Floodplains have considerable potential for rice production, off-season vegetable cultivation and livestock rearing in Burkina Faso. The lowlands development program in the South-west region and Sissili was designed to contribute to improving food security and reducing poverty in rural areas through better exploitation of this agricultural potential. Under the FC financed program, field embankments were constructed that allowed water regulation in the rainy season and restore groundwater levels to improve rice and vegetable production.
For the purpose of an FC ex-post evaluation satellite data was used - complementary to conventional qualitative field evaluation methods - in order to estimate and visualise the development of crop productivity of the land under concern. An assessment of the Normalised Difference Vegetation Index (NDVI) for rice cultivation areas was conducted based on data derived from satellite images to quantify the differences between areas that were subject to the intervention (program) and so-called control areas that have similar characteristics (e.g. with regard to agricultural production, socio-economic aspects of households), but that were not part of the intervention itself.

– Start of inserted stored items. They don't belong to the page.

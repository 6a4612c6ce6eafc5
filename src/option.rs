//! The option abstraction and pipelines thereof.

use std::fmt;
use std::sync::Arc;

use crate::error::{Error, Result};
use crate::request::Request;

/// A single request transformation.
///
/// An option receives the request being built and returns the authoritative
/// request, or fails. Implementations may mutate the input and hand it back,
/// or return a replacement; callers must propagate whichever request comes
/// out. On failure the returned error is authoritative and any partial
/// request is discarded.
///
/// Options compose: closures of type `Fn(Request) -> Result<Request>` are
/// options, tuples of options apply left to right, and [`Pipeline`] packages
/// an option sequence as a single reusable value.
pub trait Opt: Send + Sync {
    /// Apply this option to the request.
    fn apply(&self, request: Request) -> Result<Request>;
}

impl<F> Opt for F
where
    F: Fn(Request) -> Result<Request> + Send + Sync,
{
    fn apply(&self, request: Request) -> Result<Request> {
        self(request)
    }
}

/// The no-op option: applying it returns the request unchanged.
impl Opt for () {
    fn apply(&self, request: Request) -> Result<Request> {
        Ok(request)
    }
}

fn indexed(index: usize, source: Error) -> Error {
    Error::Option {
        index,
        source: Box::new(source),
    }
}

macro_rules! impl_opt_for_tuple {
    ($($idx:tt $name:ident),+) => {
        impl<$($name: Opt),+> Opt for ($($name,)+) {
            fn apply(&self, request: Request) -> Result<Request> {
                let mut request = request;
                $(
                    request = self.$idx.apply(request).map_err(|e| indexed($idx, e))?;
                )+
                Ok(request)
            }
        }
    };
}

impl_opt_for_tuple!(0 A);
impl_opt_for_tuple!(0 A, 1 B);
impl_opt_for_tuple!(0 A, 1 B, 2 C);
impl_opt_for_tuple!(0 A, 1 B, 2 C, 3 D);
impl_opt_for_tuple!(0 A, 1 B, 2 C, 3 D, 4 E);
impl_opt_for_tuple!(0 A, 1 B, 2 C, 3 D, 4 E, 5 F);
impl_opt_for_tuple!(0 A, 1 B, 2 C, 3 D, 4 E, 5 F, 6 G);
impl_opt_for_tuple!(0 A, 1 B, 2 C, 3 D, 4 E, 5 F, 6 G, 7 H);
impl_opt_for_tuple!(0 A, 1 B, 2 C, 3 D, 4 E, 5 F, 6 G, 7 H, 8 I);
impl_opt_for_tuple!(0 A, 1 B, 2 C, 3 D, 4 E, 5 F, 6 G, 7 H, 8 I, 9 J);
impl_opt_for_tuple!(0 A, 1 B, 2 C, 3 D, 4 E, 5 F, 6 G, 7 H, 8 I, 9 J, 10 K);
impl_opt_for_tuple!(0 A, 1 B, 2 C, 3 D, 4 E, 5 F, 6 G, 7 H, 8 I, 9 J, 10 K, 11 L);

/// An ordered sequence of options, itself an option.
///
/// Pipelines are cheap to clone and append to, and nest: applying a pipeline
/// splices its members in at that position, which is what lets callers
/// publish reusable preambles (say, auth plus tracing headers) as one value.
///
/// Members run in order. The first failure stops the pipeline and is wrapped
/// with the failing member's zero-based index.
#[derive(Clone, Default)]
pub struct Pipeline {
    opts: Vec<Arc<dyn Opt>>,
}

impl Pipeline {
    /// An empty pipeline, the identity option.
    pub fn new() -> Self {
        Self::default()
    }

    /// A new pipeline with `opt` appended after the existing members.
    pub fn with(mut self, opt: impl Opt + 'static) -> Self {
        self.opts.push(Arc::new(opt));
        self
    }

    /// Number of members.
    pub fn len(&self) -> usize {
        self.opts.len()
    }

    /// Whether the pipeline has no members.
    pub fn is_empty(&self) -> bool {
        self.opts.is_empty()
    }
}

impl Opt for Pipeline {
    fn apply(&self, request: Request) -> Result<Request> {
        let mut request = request;
        for (index, opt) in self.opts.iter().enumerate() {
            request = opt.apply(request).map_err(|e| indexed(index, e))?;
        }
        Ok(request)
    }
}

impl fmt::Debug for Pipeline {
    fn fmt(&self, f: &mut fmt::Formatter<'_>) -> fmt::Result {
        f.debug_struct("Pipeline").field("len", &self.opts.len()).finish()
    }
}

/// Apply options to an already-seeded request.
///
/// Convenience over [`Opt::apply`]; `opts` is usually a tuple or a
/// [`Pipeline`].
pub fn apply(request: Request, opts: impl Opt) -> Result<Request> {
    opts.apply(request)
}

/// Build a [`Pipeline`] from a list of options.
///
/// ```
/// let preamble = reqpipe::pipeline![
///     reqpipe::bearer_auth("token"),
///     reqpipe::user_agent("cereal-bot/1.0"),
/// ];
/// assert_eq!(preamble.len(), 2);
/// ```
#[macro_export]
macro_rules! pipeline {
    () => { $crate::Pipeline::new() };
    ($($opt:expr),+ $(,)?) => {{
        let pipeline = $crate::Pipeline::new();
        $(
            let pipeline = pipeline.with($opt);
        )+
        pipeline
    }};
}
//! The response handed back from a transport.

use std::fmt;
use std::io;

use serde::de::DeserializeOwned;

use crate::error::Result;
use crate::transport::AnyResponse;

/// An HTTP response returned by a transport, unchanged.
///
/// The library does not decode responses; this type only forwards to the
/// transport's own response object. Content readers consume the response,
/// so each body is read at most once.
pub struct Response {
    inner: Box<dyn AnyResponse>,
}

impl Response {
    /// HTTP status code.
    pub fn status(&self) -> u16 {
        self.inner.status()
    }

    /// Content length of the body, when the transport knows it.
    pub fn content_length(&self) -> Option<u64> {
        self.inner.content_length()
    }

    /// All values of the named header, as reported by the transport.
    pub fn get_header(&self, name: &str) -> Result<Vec<String>> {
        self.inner.get_header(name)
    }

    /// Read the full response body as text.
    pub fn text(mut self) -> Result<String> {
        self.inner.text()
    }

    /// Read the full response body as bytes.
    pub fn bytes(mut self) -> Result<Vec<u8>> {
        AnyResponse::bytes(&mut *self.inner)
    }

    /// Read the full response body and deserialize it as JSON.
    pub fn json<T: DeserializeOwned>(self) -> Result<T> {
        Ok(serde_json::from_slice(&self.bytes()?)?)
    }

    /// Consume the response into a reader over the body stream.
    pub fn into_read(self) -> impl io::Read {
        self.inner
    }
}

impl From<Box<dyn AnyResponse>> for Response {
    fn from(inner: Box<dyn AnyResponse>) -> Self {
        Self { inner }
    }
}

struct ResponseDebug<'a> {
    inner: &'a dyn AnyResponse,
}

impl fmt::Debug for ResponseDebug<'_> {
    fn fmt(&self, f: &mut fmt::Formatter<'_>) -> fmt::Result {
        self.inner.describe(f)
    }
}

impl fmt::Debug for Response {
    fn fmt(&self, f: &mut fmt::Formatter<'_>) -> fmt::Result {
        f.debug_struct("Response")
            .field("status", &self.status())
            .field("content_length", &self.content_length())
            .field("inner", &ResponseDebug { inner: &*self.inner })
            .finish()
    }
}
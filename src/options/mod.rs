//! The option catalog: one constructor per request facet.
//!
//! Every constructor returns an `impl Opt` capturing its inputs by value,
//! so options are plain values that can be stored, cloned into pipelines,
//! and applied any number of times. Scalar facets take last-writer-wins
//! semantics; multi-valued facets (headers, query, cookies, trailers)
//! append and never clear earlier values.

mod body;
mod context;
mod dump;
mod form;
mod header;
mod url;

pub use body::{
    body, body_bytes, body_form, body_json, body_reader, body_string, body_xml, get_body,
};
pub use context::{context, context_value};
pub use dump::dump;
pub use form::{
    form, form_value, multipart_form, multipart_form_value, post_form, post_form_value, trailer,
    trailer_header, transfer_encoding, transfer_encoding_append,
};
pub use header::{
    accept, authorization, basic_auth, bearer_auth, content_type, cookie, header, headers, referer,
    token_auth, user_agent,
};
pub use self::url::{
    host, path, queries, query, raw_url, scheme, url, user, user_password, username, Userinfo,
};
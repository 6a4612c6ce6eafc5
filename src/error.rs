//! Error types for request building and dispatch.

use thiserror::Error;

/// The errors produced while building or dispatching a request.
///
/// Seed errors (method and URL parsing) and the causes of option failures
/// are surfaced verbatim from the underlying parsers and encoders. When an
/// option fails inside a pipeline, the error is wrapped in [`Error::Option`]
/// carrying the zero-based index of the failing option.
#[derive(Debug, Error)]
#[non_exhaustive]
pub enum Error {
    /// The seed method is not a lexically valid HTTP method.
    #[error(transparent)]
    InvalidMethod(#[from] http::method::InvalidMethod),
    /// A URL failed to parse.
    #[error(transparent)]
    InvalidUrl(#[from] url::ParseError),
    /// A header name was rejected by the header map.
    #[error(transparent)]
    InvalidHeaderName(#[from] http::header::InvalidHeaderName),
    /// A header value was rejected by the header map.
    #[error(transparent)]
    InvalidHeaderValue(#[from] http::header::InvalidHeaderValue),
    /// The URL rejected a component replacement, e.g. a scheme change the
    /// URL cannot represent.
    #[error("cannot set {0} on this URL")]
    UrlComponent(&'static str),
    /// An option failed while the pipeline was applying it.
    #[error("failed to apply option {index}: {source}")]
    Option {
        /// Zero-based position of the failing option in its pipeline.
        index: usize,
        /// The failure the option reported.
        source: Box<Error>,
    },
    /// JSON body encoding failed.
    #[error(transparent)]
    Json(#[from] serde_json::Error),
    /// XML body encoding failed.
    #[error(transparent)]
    Xml(#[from] quick_xml::SeError),
    /// An I/O failure from a body reader or a dump sink.
    #[error(transparent)]
    Io(#[from] std::io::Error),
    /// No process-wide default transport has been registered.
    #[error("no default transport registered; call `transport::set_default` at startup or use a `Client`")]
    NoTransport,
    /// The transport failed to carry out the dispatch.
    #[error("{0}")]
    Transport(Box<dyn std::error::Error + Send + Sync>),
}

/// A `Result` alias where the `Err` case is [`Error`].
pub type Result<T> = std::result::Result<T, Error>;
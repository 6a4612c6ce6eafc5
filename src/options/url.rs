//! Options over the request URL: replacement, parts, path joining, query.

use url::Url;

use crate::error::{Error, Result};
use crate::option::Opt;
use crate::request::Request;

/// URL userinfo: a username with an optional password.
#[derive(Debug, Clone, PartialEq, Eq)]
pub struct Userinfo {
    username: String,
    password: Option<String>,
}

impl Userinfo {
    /// Userinfo carrying a username only.
    pub fn new(username: impl Into<String>) -> Self {
        Self {
            username: username.into(),
            password: None,
        }
    }

    /// Userinfo carrying a username and a password.
    pub fn with_password(username: impl Into<String>, password: impl Into<String>) -> Self {
        Self {
            username: username.into(),
            password: Some(password.into()),
        }
    }
}

/// Parse `url` and replace the request URL entirely.
///
/// A parse failure aborts the pipeline.
pub fn url(url: impl Into<String>) -> impl Opt {
    let url = url.into();
    move |mut request: Request| -> Result<Request> {
        request.url = Url::parse(&url)?;
        Ok(request)
    }
}

/// Replace the request URL with a pre-parsed value.
pub fn raw_url(url: Url) -> impl Opt {
    move |mut request: Request| -> Result<Request> {
        request.url = url.clone();
        Ok(request)
    }
}

/// Set the URL scheme.
pub fn scheme(scheme: impl Into<String>) -> impl Opt {
    let scheme = scheme.into();
    move |mut request: Request| -> Result<Request> {
        request
            .url
            .set_scheme(&scheme)
            .map_err(|()| Error::UrlComponent("scheme"))?;
        Ok(request)
    }
}

/// Set the URL host, and the request's `Host:` override to match.
///
/// `host` may carry a port (`"example.com:8080"`); both URL host and port
/// are updated, and the override keeps the combined form.
pub fn host(host: impl Into<String>) -> impl Opt {
    let host = host.into();
    move |mut request: Request| -> Result<Request> {
        let (name, port) = match host.rsplit_once(':') {
            Some((name, port)) if port.chars().all(|c| c.is_ascii_digit()) && !port.is_empty() => {
                (name, Some(port))
            }
            _ => (host.as_str(), None),
        };
        request.url.set_host(Some(name))?;
        if let Some(port) = port {
            let port: u16 = port.parse().map_err(|_| Error::UrlComponent("port"))?;
            request
                .url
                .set_port(Some(port))
                .map_err(|()| Error::UrlComponent("port"))?;
        }
        request.host = Some(host.clone());
        Ok(request)
    }
}

/// Set the URL userinfo.
pub fn user(user: Userinfo) -> impl Opt {
    move |mut request: Request| -> Result<Request> {
        request
            .url
            .set_username(&user.username)
            .map_err(|()| Error::UrlComponent("username"))?;
        request
            .url
            .set_password(user.password.as_deref())
            .map_err(|()| Error::UrlComponent("password"))?;
        Ok(request)
    }
}

/// Set the URL userinfo to a bare username.
pub fn username(username: impl Into<String>) -> impl Opt {
    user(Userinfo::new(username))
}

/// Set the URL userinfo to a username/password pair.
pub fn user_password(username: impl Into<String>, password: impl Into<String>) -> impl Opt {
    user(Userinfo::with_password(username, password))
}

/// Join `segments` onto the current URL path.
///
/// Joining is clean: repeated slashes collapse, `.` and `..` resolve, and
/// the result is always anchored at `/`.
pub fn path<I, S>(segments: I) -> impl Opt
where
    I: IntoIterator<Item = S>,
    S: Into<String>,
{
    let segments: Vec<String> = segments.into_iter().map(Into::into).collect();
    move |mut request: Request| -> Result<Request> {
        let joined = join_path(request.url.path(), &segments);
        request.url.set_path(&joined);
        Ok(request)
    }
}

/// Append one key/value pair to the URL query.
///
/// The URL's encoded query string is recomputed immediately, so later
/// options observe the new state.
pub fn query(key: impl Into<String>, value: impl Into<String>) -> impl Opt {
    let key = key.into();
    let value = value.into();
    move |mut request: Request| -> Result<Request> {
        request.url.query_pairs_mut().append_pair(&key, &value);
        Ok(request)
    }
}

/// Bulk-append key/value pairs to the URL query, preserving pair order.
pub fn queries<I, K, V>(pairs: I) -> impl Opt
where
    I: IntoIterator<Item = (K, V)>,
    K: Into<String>,
    V: Into<String>,
{
    let pairs: Vec<(String, String)> = pairs
        .into_iter()
        .map(|(key, value)| (key.into(), value.into()))
        .collect();
    move |mut request: Request| -> Result<Request> {
        let mut serializer = request.url.query_pairs_mut();
        for (key, value) in &pairs {
            serializer.append_pair(key, value);
        }
        drop(serializer);
        Ok(request)
    }
}

/// Clean path join: splits every segment on `/`, drops empty and `.` parts,
/// resolves `..`, and anchors the result at `/`.
fn join_path(base: &str, segments: &[String]) -> String {
    let mut parts: Vec<&str> = Vec::new();
    for segment in std::iter::once(base).chain(segments.iter().map(String::as_str)) {
        for part in segment.split('/') {
            match part {
                "" | "." => {}
                ".." => {
                    parts.pop();
                }
                part => parts.push(part),
            }
        }
    }
    let mut joined = String::with_capacity(1 + parts.iter().map(|p| p.len() + 1).sum::<usize>());
    joined.push('/');
    joined.push_str(&parts.join("/"));
    joined
}
//! The request-snapshot debugging option.

use std::io::Write;
use std::sync::{Mutex, PoisonError};

use crate::error::Result;
use crate::option::Opt;
use crate::request::Request;

/// Write the wire-format snapshot of the request, as it stands at this
/// position in the pipeline, to `writer`.
///
/// The rendering is the exact wire form: start-line, `Host:` line, headers,
/// a blank line, then the body bytes. A streaming body is buffered into the
/// request rather than consumed, so dispatch still sees the payload.
pub fn dump<W>(writer: W) -> impl Opt
where
    W: Write + Send + 'static,
{
    let writer = Mutex::new(writer);
    move |mut request: Request| -> Result<Request> {
        let rendered = request.dump()?;
        let mut writer = writer.lock().unwrap_or_else(PoisonError::into_inner);
        writer.write_all(&rendered)?;
        Ok(request)
    }
}

#[cfg(test)]
mod tests {
    use std::io;
    use std::sync::{Arc, Mutex};

    use super::*;
    use crate::option::apply;
    use crate::options::{body_string, header};

    #[derive(Clone, Default)]
    struct SharedSink(Arc<Mutex<Vec<u8>>>);

    impl Write for SharedSink {
        fn write(&mut self, buf: &[u8]) -> io::Result<usize> {
            self.0.lock().unwrap().extend_from_slice(buf);
            Ok(buf.len())
        }

        fn flush(&mut self) -> io::Result<()> {
            Ok(())
        }
    }

    fn seed(url: &str) -> Request {
        Request::new(http::Method::GET, url::Url::parse(url).unwrap())
    }

    #[test]
    fn dump_snapshots_at_its_position() {
        let sink = SharedSink::default();
        let request = apply(
            seed("https://breakfast.com/api/cereals"),
            (
                body_string("Part of a complete breakfast."),
                dump(sink.clone()),
                header("X-After", "not in the dump"),
            ),
        )
        .unwrap();

        let captured = sink.0.lock().unwrap().clone();
        assert_eq!(
            String::from_utf8(captured).unwrap(),
            "GET /api/cereals HTTP/1.1\r\nHost: breakfast.com\r\n\r\nPart of a complete breakfast."
        );
        // The header added after the dump is on the request, not the snapshot.
        assert!(request.headers.contains_key("X-After"));
        // The body survives the snapshot.
        assert_eq!(
            &request.body.unwrap().into_bytes().unwrap()[..],
            b"Part of a complete breakfast."
        );
    }
}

Figure 2 shows administrative departments with interventions (pink) and without intervention (control departments, green). Given that only point data was available as geo-references for the intervention sites (instead of polygons for the fields), the administrative departments were used as the level of analysis. The NDVI expresses the vigour and vitality of green vegetation and can be used as a substitute indicator for active cropland with higher vegetation productivity than barren or fallow land. The analysis took into account rainfall data of the time period under concern by including an estimate of the rain use efficiency, one important factor that determines crop productivity of land. The frequent reoccurrence of droughts in Burkina-Faso can potentially impact the assessment of vegetation productivity using vegetation indices from satellite remote sensing. By considering the effects of precipitation (rest trend), such impacts were sought to be minimized. The NDVI rest trend (looking at the rest trend that is not driven by the rainfall pattern) analysis looked at the differences between the intervention and control areas and the different points in time - before and after the intervention. Thus, NDVI, rain use efficiency and rest trend analysis were combined.